PROBLEM STATEMENT: From the entries that follow, report every line in which "counted" occurs.

(Collected data)
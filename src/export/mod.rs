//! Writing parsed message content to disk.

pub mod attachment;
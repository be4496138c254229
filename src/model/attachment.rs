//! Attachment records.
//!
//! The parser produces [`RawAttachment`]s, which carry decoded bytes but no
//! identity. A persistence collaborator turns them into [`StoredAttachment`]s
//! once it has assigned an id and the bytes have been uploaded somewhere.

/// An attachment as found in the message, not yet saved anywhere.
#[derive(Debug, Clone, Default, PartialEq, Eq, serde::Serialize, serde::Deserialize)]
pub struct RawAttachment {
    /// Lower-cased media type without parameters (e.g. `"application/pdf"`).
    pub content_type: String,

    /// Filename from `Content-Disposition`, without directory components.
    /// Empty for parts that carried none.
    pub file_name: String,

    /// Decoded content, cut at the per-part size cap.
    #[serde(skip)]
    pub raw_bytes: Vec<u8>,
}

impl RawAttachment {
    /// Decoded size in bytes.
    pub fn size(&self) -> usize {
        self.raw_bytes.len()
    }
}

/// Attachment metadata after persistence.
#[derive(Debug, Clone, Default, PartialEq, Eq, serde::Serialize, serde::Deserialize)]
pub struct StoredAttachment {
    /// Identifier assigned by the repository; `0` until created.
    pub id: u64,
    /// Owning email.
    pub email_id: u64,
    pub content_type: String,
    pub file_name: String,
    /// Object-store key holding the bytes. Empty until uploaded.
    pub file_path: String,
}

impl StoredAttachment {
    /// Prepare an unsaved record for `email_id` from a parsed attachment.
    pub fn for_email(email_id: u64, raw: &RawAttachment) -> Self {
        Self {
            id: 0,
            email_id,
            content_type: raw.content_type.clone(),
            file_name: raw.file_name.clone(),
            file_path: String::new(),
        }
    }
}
--
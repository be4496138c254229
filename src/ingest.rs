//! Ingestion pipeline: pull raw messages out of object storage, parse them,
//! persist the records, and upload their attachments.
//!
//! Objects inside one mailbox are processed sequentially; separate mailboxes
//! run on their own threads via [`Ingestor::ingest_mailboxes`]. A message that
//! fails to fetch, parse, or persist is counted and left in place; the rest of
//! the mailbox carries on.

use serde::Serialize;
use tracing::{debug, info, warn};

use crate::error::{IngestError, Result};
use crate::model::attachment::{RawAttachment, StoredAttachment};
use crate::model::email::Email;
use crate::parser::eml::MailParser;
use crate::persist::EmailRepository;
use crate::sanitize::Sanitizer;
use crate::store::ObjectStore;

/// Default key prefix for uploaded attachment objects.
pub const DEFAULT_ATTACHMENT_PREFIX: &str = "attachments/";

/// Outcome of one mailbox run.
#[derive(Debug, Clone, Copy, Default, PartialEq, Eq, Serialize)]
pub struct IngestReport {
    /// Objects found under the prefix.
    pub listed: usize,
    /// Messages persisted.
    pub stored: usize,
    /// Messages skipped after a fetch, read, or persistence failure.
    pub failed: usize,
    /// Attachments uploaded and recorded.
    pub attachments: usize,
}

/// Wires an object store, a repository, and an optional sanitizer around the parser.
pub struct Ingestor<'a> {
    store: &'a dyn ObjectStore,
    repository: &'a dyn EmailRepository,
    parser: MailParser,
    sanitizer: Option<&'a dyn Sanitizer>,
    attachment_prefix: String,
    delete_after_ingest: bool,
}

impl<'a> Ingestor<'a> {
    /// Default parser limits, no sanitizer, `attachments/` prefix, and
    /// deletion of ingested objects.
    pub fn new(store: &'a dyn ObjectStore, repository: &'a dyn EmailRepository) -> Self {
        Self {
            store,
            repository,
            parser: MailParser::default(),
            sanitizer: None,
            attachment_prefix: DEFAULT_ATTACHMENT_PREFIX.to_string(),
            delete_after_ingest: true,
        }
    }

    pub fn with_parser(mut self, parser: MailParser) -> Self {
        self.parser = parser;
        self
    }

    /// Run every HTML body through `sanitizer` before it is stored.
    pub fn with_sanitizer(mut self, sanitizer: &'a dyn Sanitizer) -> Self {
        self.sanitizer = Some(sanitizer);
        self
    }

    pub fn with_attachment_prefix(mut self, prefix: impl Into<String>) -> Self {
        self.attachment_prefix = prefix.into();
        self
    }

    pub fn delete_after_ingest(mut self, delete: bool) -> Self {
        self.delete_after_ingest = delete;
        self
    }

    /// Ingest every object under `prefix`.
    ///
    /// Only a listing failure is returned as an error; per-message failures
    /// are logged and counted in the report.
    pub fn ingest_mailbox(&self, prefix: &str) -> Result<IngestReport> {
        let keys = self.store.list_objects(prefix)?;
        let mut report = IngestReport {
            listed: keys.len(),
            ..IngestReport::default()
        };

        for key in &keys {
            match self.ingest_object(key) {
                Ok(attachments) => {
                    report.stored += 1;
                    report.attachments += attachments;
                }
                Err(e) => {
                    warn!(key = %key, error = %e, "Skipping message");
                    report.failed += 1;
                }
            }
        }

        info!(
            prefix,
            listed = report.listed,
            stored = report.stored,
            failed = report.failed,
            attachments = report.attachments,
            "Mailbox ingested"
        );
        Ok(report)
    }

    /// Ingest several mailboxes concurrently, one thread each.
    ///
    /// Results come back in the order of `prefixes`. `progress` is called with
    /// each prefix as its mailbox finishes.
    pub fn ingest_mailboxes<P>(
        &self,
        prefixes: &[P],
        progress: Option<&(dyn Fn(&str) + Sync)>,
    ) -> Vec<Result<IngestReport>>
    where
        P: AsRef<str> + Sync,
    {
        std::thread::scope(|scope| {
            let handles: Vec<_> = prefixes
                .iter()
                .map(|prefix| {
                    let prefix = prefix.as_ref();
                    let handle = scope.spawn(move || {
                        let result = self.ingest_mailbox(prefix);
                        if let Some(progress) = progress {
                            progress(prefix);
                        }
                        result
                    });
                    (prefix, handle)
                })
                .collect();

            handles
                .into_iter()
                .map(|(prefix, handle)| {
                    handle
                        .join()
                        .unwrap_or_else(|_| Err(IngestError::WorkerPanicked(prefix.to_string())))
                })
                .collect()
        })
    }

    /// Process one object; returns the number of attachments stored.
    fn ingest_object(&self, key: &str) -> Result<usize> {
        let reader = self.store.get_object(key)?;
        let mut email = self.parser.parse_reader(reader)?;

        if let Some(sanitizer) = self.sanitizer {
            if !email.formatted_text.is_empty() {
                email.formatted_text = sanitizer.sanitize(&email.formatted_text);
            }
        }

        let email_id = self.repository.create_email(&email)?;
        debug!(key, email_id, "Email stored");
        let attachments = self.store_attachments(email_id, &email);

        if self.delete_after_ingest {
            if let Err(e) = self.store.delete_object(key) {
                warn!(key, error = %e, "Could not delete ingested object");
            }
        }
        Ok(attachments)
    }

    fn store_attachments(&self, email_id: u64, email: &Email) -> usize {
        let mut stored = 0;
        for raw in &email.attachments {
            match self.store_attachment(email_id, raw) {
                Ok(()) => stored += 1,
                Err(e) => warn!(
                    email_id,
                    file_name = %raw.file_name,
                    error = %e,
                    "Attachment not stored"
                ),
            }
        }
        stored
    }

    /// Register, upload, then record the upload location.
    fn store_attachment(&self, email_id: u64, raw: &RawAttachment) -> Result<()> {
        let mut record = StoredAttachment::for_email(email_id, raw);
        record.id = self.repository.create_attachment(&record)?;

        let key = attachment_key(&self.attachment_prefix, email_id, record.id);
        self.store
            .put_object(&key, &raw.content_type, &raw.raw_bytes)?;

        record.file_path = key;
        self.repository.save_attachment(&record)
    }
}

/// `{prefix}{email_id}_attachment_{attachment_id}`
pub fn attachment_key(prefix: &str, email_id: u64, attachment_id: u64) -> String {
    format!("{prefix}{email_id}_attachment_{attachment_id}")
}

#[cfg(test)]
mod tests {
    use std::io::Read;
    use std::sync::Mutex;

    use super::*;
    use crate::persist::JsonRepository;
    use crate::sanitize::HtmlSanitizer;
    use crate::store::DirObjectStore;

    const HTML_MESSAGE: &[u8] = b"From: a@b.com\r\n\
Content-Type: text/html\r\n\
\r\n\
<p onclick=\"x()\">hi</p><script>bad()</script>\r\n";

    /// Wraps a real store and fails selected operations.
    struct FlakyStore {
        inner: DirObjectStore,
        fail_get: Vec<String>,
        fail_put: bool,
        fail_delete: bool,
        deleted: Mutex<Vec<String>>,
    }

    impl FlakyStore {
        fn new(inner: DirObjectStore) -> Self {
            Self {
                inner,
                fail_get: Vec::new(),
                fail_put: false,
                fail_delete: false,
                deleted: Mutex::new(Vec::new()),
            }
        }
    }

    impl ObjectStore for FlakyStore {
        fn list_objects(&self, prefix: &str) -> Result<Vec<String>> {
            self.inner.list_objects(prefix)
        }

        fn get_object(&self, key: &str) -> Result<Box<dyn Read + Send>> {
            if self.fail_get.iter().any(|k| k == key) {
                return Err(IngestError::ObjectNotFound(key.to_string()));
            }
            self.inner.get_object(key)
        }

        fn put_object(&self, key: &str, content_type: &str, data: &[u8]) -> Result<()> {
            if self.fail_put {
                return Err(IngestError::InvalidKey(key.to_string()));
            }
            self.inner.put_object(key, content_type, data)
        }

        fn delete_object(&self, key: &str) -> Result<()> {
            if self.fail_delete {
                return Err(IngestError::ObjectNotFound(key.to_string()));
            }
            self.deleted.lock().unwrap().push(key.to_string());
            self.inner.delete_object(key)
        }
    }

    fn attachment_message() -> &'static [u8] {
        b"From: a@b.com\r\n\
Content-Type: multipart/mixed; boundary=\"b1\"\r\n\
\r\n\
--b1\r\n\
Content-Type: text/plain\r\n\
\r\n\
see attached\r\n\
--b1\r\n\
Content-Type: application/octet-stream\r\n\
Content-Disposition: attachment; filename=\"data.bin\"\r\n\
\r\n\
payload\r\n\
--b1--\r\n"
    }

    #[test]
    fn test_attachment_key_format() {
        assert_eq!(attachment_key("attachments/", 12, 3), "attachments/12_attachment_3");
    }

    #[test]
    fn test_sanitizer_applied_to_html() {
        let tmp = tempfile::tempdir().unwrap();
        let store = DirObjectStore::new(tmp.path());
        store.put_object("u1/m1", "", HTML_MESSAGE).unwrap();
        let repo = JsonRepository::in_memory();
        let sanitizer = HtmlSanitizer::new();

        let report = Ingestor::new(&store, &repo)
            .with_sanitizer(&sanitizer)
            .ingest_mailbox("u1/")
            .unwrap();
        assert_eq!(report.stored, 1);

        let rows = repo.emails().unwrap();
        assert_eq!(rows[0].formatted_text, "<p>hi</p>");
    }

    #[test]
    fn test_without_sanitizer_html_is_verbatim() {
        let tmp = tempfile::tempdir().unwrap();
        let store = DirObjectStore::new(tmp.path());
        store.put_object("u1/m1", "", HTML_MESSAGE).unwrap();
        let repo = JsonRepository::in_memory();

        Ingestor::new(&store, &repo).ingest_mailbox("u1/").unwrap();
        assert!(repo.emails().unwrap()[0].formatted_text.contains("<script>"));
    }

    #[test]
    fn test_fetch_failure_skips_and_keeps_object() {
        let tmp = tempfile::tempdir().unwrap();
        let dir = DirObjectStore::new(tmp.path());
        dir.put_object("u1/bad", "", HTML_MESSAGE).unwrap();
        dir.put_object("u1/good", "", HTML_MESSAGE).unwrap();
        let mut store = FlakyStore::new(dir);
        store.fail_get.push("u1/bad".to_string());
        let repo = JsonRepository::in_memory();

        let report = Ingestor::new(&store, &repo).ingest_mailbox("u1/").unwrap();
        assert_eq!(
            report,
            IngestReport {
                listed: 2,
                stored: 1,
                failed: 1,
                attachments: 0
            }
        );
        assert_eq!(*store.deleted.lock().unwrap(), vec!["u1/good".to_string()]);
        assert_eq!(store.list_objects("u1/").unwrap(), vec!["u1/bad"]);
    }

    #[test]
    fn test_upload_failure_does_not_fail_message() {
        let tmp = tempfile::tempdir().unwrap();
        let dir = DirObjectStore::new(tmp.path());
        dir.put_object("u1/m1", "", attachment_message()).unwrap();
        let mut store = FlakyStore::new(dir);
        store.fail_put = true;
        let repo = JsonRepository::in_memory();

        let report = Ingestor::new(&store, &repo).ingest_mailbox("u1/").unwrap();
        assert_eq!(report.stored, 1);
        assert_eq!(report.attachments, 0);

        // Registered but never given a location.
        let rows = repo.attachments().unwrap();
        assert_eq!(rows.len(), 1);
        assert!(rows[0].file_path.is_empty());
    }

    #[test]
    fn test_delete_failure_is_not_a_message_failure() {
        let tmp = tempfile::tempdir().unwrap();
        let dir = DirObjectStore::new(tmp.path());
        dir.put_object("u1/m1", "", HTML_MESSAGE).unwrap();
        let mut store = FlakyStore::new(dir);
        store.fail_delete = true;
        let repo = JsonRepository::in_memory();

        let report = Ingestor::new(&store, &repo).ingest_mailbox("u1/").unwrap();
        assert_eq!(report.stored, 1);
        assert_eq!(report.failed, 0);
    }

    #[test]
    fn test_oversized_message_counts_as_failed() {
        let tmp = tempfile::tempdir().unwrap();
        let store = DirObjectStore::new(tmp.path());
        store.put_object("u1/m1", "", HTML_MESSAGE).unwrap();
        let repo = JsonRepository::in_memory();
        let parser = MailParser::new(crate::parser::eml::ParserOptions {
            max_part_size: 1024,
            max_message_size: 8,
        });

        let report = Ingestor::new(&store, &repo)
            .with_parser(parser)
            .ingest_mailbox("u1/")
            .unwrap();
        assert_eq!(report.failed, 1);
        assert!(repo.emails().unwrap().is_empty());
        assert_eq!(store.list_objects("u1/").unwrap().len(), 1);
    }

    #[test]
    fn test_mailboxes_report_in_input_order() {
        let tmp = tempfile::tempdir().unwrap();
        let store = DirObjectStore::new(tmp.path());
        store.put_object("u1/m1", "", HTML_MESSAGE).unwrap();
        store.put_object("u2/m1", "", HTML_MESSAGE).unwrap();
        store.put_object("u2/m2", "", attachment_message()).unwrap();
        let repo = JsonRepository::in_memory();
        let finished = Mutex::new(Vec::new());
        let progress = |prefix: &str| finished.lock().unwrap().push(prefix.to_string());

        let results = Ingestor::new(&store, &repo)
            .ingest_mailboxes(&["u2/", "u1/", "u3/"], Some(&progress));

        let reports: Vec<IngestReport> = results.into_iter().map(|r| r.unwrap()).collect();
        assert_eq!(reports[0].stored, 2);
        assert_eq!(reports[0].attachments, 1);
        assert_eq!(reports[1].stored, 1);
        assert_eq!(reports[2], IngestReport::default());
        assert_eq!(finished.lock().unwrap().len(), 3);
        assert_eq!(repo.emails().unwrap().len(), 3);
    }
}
* * *
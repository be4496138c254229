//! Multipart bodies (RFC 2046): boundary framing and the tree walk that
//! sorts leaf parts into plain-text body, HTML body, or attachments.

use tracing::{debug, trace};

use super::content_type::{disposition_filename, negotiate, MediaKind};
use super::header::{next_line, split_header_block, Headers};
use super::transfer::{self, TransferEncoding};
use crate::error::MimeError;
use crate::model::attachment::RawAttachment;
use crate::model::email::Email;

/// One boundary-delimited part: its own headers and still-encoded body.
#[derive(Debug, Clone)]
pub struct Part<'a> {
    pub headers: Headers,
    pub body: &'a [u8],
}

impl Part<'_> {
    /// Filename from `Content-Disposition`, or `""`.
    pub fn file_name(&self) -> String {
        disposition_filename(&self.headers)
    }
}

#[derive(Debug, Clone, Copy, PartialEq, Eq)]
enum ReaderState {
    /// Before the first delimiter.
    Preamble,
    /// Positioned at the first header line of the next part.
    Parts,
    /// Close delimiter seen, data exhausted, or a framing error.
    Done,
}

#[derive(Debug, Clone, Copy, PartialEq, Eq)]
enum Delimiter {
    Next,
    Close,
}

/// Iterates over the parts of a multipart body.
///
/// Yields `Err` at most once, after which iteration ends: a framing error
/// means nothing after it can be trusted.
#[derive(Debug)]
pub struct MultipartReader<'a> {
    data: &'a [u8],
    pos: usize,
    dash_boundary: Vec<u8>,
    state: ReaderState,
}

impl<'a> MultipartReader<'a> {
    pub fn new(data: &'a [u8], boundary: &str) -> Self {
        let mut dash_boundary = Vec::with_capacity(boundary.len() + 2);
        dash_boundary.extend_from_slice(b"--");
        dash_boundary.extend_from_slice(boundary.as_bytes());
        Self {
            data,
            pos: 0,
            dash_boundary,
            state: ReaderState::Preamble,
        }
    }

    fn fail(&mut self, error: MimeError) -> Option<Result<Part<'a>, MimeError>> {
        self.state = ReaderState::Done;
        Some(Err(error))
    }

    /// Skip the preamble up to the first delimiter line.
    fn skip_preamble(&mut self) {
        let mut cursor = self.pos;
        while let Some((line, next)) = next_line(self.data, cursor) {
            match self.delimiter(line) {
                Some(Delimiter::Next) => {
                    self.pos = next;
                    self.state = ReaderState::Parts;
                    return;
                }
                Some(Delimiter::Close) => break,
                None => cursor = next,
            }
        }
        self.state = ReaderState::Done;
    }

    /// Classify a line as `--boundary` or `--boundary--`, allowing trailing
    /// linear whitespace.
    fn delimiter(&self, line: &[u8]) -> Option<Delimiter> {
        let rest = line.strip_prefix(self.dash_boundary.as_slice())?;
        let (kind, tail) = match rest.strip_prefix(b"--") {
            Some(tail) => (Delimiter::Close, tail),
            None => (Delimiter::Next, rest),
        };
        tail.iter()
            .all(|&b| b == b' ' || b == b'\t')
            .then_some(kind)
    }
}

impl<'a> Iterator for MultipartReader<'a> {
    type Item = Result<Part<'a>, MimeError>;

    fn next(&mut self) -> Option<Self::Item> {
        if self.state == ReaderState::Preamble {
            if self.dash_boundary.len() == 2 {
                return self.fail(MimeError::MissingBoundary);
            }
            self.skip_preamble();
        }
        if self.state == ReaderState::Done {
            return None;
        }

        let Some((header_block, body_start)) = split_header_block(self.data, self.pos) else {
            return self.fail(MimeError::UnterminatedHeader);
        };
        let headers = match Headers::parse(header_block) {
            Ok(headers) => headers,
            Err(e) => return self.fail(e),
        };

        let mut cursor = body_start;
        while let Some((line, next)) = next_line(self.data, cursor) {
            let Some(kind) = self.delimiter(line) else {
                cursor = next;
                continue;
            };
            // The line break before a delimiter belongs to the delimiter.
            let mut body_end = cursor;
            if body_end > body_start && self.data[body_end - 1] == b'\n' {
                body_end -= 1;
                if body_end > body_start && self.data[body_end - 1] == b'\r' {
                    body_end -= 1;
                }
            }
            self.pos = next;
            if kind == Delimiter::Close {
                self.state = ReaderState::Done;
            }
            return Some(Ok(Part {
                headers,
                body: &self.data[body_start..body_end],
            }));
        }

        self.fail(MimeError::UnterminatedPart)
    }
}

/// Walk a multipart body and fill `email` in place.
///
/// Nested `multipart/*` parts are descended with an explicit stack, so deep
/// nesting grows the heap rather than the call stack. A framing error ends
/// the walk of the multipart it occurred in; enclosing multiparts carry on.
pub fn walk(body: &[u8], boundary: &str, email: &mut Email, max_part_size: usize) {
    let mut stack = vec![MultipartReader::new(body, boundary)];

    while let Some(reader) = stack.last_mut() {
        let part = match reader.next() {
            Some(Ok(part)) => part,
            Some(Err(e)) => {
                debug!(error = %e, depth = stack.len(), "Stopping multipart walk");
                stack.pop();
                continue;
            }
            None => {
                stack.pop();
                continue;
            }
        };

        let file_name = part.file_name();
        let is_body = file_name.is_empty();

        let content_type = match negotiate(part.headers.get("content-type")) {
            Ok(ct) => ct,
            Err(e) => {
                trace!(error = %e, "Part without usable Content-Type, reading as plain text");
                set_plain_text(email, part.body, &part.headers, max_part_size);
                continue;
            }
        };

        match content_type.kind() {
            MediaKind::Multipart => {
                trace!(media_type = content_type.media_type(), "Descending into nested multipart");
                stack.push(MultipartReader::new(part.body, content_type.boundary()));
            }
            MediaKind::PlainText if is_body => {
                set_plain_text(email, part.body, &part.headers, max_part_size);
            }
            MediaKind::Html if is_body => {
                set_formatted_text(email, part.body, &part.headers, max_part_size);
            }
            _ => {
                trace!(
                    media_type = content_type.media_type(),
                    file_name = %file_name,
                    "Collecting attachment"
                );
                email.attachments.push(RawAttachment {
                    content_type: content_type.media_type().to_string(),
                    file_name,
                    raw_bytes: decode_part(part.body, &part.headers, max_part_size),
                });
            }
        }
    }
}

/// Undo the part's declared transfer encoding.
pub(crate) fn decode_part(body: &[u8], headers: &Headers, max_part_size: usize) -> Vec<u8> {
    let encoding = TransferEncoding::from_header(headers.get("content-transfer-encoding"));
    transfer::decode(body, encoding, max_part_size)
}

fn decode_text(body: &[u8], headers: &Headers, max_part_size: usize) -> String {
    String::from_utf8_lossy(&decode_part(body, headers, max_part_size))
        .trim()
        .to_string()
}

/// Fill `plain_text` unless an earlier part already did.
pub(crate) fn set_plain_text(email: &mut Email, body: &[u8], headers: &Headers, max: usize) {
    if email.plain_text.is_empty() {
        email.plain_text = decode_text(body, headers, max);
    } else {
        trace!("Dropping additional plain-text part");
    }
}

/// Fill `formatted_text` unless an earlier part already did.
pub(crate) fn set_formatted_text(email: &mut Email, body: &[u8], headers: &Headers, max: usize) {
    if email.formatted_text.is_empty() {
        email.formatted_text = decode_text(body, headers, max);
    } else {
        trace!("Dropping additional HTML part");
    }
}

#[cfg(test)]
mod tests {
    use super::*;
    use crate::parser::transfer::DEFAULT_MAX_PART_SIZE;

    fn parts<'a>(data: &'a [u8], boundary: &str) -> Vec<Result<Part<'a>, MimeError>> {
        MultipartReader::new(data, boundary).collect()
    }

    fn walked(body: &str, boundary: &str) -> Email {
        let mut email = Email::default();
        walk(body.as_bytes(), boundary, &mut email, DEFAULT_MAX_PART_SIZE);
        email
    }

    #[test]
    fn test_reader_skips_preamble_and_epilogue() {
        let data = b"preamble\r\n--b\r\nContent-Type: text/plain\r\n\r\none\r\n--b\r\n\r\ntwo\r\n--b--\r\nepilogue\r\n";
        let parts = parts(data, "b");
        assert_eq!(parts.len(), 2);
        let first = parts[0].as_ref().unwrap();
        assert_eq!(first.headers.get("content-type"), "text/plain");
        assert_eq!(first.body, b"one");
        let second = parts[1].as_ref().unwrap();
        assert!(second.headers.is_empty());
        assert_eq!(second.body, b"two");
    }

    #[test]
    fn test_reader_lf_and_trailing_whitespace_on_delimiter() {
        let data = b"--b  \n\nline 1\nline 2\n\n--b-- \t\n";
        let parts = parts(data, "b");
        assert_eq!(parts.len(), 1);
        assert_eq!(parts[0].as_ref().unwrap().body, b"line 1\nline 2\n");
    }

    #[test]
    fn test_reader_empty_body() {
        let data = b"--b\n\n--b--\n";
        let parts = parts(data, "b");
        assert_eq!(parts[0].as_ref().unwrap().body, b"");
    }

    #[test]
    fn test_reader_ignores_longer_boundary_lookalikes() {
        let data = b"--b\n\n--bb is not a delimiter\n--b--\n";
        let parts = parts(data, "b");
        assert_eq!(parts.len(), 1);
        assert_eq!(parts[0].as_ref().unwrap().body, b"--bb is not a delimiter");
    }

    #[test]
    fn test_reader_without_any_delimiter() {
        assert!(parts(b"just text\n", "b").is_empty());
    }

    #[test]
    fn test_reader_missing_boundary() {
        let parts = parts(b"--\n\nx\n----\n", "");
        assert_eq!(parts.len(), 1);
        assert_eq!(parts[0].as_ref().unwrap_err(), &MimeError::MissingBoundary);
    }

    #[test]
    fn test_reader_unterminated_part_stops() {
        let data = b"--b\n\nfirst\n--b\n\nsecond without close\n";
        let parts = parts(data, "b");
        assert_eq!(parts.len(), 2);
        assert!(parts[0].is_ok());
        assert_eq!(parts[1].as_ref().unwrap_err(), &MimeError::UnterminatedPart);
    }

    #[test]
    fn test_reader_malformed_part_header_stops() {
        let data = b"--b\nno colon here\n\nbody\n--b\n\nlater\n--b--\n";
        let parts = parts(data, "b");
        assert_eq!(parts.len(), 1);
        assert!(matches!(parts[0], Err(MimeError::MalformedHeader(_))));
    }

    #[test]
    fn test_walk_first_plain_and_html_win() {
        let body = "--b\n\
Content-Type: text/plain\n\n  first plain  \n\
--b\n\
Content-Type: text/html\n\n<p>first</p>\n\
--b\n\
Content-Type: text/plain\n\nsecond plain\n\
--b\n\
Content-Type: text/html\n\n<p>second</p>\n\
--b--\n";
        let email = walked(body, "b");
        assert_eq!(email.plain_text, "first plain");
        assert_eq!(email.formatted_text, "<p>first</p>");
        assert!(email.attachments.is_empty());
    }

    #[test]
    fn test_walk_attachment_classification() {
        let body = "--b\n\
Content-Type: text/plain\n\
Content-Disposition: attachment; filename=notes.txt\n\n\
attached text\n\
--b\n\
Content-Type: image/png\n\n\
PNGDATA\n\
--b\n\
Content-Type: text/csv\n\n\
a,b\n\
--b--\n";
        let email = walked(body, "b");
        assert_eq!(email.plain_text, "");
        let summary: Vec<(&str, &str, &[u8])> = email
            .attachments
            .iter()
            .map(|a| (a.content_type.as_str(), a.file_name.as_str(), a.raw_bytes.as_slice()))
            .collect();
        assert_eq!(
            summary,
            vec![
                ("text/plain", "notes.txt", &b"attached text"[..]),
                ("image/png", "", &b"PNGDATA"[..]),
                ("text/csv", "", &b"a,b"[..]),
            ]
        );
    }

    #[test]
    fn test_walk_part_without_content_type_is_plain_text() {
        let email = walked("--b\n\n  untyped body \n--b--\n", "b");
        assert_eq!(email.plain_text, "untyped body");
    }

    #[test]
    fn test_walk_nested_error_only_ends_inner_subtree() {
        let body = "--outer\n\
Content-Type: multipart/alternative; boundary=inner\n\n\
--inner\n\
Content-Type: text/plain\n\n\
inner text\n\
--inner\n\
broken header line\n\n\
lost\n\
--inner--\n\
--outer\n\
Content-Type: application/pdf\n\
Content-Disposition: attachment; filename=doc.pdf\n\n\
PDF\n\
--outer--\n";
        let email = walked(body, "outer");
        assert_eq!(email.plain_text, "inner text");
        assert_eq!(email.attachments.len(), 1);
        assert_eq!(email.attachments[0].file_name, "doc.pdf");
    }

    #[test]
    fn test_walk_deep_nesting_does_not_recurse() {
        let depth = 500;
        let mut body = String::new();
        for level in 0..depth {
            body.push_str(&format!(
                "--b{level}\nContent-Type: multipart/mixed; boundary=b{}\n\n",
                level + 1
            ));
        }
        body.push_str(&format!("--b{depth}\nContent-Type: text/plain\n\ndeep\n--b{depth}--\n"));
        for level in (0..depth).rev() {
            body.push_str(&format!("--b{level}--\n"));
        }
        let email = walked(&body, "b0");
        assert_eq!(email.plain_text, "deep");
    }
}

EXPECTED ANSWER:
//! fails to fetch, parse, or persist is counted and left in place; the rest of
    /// are logged and counted in the report.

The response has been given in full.